• About this exercise: Please read the records below and return each line holding the string "None".
··· Records supplied ···
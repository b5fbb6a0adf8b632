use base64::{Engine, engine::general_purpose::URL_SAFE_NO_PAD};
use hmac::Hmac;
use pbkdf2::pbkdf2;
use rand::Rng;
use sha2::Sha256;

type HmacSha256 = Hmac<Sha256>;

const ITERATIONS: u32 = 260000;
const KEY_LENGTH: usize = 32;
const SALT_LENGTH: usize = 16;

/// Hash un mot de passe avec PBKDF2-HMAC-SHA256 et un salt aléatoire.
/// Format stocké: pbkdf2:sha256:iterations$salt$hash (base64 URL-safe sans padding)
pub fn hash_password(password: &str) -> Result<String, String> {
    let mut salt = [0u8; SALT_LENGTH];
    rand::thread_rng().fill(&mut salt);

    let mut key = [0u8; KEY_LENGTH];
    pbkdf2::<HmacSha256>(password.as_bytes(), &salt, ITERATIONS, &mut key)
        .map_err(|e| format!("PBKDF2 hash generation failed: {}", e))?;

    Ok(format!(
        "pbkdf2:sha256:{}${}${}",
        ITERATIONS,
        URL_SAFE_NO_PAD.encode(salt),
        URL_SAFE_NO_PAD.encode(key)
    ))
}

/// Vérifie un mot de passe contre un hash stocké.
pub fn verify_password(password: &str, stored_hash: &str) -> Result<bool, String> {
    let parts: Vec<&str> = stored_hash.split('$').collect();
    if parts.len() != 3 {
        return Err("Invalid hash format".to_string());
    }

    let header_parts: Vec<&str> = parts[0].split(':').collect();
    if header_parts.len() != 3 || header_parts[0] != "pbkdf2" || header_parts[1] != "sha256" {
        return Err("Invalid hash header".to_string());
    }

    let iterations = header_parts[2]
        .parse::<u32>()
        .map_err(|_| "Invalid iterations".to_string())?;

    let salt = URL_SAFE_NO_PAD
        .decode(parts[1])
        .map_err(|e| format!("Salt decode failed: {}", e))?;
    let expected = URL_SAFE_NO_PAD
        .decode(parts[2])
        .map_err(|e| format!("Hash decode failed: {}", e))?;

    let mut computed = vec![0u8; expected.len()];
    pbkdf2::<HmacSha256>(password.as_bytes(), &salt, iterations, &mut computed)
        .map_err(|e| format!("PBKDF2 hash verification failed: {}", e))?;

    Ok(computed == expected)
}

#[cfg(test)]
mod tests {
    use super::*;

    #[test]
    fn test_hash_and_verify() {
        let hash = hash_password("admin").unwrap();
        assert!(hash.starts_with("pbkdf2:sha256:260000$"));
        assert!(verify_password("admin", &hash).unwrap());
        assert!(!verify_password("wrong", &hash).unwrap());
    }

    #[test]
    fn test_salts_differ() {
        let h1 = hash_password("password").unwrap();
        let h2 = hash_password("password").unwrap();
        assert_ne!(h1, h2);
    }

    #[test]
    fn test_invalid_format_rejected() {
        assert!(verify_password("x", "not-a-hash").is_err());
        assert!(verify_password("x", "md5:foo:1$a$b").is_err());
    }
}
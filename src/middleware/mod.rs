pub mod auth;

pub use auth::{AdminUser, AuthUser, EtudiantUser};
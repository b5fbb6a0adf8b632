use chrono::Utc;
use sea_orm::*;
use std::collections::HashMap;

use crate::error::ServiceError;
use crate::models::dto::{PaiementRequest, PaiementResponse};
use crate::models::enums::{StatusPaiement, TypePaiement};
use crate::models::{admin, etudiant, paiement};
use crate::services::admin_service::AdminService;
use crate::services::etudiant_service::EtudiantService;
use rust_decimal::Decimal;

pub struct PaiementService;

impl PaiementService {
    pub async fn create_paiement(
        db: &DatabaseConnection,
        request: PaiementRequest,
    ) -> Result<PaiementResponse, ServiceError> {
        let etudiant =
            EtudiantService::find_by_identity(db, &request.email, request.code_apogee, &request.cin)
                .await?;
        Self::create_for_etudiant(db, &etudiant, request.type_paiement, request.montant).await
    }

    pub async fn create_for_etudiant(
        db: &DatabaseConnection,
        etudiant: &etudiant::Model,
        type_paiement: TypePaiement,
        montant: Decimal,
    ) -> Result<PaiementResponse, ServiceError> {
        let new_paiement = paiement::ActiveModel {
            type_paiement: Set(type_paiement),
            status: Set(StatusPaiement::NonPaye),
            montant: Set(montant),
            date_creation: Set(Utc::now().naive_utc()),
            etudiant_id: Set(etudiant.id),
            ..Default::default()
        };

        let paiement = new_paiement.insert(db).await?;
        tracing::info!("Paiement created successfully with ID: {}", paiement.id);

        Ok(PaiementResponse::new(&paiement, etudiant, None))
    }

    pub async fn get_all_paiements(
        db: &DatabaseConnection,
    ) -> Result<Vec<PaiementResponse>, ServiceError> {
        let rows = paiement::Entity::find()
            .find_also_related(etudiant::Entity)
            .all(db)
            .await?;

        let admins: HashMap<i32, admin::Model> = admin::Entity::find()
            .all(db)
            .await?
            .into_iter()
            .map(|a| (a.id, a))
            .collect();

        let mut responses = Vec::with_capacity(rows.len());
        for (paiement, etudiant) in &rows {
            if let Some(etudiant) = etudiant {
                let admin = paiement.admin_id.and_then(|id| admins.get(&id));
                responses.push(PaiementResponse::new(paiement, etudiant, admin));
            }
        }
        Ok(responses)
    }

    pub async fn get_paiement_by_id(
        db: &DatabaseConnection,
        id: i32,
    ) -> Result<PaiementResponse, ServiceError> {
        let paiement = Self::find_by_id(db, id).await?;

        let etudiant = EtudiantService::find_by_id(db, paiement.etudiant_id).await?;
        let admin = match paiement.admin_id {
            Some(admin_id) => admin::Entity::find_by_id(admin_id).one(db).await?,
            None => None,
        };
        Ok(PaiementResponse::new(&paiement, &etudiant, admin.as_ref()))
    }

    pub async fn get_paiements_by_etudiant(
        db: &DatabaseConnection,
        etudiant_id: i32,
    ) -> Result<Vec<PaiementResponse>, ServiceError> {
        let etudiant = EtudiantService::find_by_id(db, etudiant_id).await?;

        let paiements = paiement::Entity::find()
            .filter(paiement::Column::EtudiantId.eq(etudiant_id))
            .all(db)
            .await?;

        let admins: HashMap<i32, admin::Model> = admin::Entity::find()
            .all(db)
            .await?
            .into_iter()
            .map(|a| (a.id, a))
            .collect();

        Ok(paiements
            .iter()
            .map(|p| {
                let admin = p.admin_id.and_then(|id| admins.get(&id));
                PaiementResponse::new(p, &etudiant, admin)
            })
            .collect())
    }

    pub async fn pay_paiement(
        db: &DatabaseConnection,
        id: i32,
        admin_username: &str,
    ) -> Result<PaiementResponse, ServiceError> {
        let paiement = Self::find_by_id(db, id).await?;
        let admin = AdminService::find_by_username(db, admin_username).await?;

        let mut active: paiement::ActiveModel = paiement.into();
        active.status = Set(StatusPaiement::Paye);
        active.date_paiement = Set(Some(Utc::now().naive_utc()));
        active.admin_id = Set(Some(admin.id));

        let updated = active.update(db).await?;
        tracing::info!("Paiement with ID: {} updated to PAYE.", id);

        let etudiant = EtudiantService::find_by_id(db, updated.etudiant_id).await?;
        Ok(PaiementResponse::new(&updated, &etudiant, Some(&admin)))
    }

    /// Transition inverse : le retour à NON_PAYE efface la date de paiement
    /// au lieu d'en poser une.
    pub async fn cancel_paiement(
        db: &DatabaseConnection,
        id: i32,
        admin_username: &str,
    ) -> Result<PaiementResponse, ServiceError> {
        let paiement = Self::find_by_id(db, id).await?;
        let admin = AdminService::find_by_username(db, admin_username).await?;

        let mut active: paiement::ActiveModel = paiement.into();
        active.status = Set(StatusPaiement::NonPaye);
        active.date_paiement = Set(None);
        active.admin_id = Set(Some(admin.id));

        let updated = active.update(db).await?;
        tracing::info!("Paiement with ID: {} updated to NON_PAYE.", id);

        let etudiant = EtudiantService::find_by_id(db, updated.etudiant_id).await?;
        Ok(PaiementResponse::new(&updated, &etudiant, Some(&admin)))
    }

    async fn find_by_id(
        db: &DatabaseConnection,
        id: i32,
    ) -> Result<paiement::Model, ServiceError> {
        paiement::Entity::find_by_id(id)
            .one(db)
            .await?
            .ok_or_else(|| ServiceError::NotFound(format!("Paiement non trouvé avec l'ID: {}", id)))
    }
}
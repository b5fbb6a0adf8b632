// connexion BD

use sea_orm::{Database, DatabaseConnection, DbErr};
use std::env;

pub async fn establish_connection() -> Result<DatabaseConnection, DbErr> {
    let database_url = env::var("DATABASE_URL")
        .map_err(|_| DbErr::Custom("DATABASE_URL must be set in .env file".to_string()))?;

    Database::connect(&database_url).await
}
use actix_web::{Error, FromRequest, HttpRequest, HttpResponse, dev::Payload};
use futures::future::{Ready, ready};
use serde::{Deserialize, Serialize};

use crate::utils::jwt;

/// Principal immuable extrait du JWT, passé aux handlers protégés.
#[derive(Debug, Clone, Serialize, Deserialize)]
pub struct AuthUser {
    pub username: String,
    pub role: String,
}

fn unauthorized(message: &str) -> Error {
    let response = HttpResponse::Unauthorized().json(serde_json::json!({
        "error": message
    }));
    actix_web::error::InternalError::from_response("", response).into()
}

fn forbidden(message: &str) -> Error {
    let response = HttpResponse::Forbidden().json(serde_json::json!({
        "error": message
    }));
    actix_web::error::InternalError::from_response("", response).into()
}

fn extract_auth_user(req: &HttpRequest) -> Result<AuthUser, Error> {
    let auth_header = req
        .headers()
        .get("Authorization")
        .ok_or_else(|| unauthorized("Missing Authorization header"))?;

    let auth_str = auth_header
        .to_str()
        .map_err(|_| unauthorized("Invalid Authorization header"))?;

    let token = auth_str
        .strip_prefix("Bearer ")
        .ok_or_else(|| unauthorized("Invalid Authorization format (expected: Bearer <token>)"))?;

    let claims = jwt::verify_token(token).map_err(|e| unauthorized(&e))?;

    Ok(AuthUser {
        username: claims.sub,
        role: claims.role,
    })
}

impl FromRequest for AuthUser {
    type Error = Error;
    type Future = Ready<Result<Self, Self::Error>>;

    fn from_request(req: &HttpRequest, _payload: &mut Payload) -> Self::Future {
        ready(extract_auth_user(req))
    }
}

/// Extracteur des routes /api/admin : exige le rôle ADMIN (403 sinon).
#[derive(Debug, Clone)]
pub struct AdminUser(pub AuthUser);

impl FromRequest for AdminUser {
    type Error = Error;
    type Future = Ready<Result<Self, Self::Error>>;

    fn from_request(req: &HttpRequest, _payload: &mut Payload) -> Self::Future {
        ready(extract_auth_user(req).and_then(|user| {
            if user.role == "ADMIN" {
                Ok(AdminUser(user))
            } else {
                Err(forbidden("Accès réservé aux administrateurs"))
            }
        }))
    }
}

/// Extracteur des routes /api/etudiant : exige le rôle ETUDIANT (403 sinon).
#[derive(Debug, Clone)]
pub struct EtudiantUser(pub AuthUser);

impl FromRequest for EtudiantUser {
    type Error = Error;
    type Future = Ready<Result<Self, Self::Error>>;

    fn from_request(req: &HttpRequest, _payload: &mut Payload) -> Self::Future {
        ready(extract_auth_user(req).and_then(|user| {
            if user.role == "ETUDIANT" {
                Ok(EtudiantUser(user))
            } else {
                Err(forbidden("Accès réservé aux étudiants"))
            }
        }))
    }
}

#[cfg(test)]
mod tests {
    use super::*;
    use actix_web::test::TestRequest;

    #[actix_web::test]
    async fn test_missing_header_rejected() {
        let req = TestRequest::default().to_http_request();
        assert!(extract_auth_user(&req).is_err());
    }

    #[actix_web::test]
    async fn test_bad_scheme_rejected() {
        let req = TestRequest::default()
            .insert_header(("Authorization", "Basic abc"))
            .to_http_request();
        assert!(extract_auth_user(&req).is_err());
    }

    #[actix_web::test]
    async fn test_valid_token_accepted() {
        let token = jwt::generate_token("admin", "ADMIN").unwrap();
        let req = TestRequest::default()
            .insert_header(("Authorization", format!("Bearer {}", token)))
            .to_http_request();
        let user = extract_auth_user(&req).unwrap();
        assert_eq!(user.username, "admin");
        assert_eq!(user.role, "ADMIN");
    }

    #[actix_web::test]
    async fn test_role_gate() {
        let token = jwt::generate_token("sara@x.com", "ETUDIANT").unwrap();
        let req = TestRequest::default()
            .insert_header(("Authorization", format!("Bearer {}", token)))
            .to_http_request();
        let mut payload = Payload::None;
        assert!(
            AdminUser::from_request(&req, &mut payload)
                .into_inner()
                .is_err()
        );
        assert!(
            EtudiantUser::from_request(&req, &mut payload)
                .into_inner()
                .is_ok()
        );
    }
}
···
• Answer:
        Ok(PaiementResponse::new(&paiement, etudiant, None))
            None => None,
        active.date_paiement = Set(None);
        let mut payload = Payload::None;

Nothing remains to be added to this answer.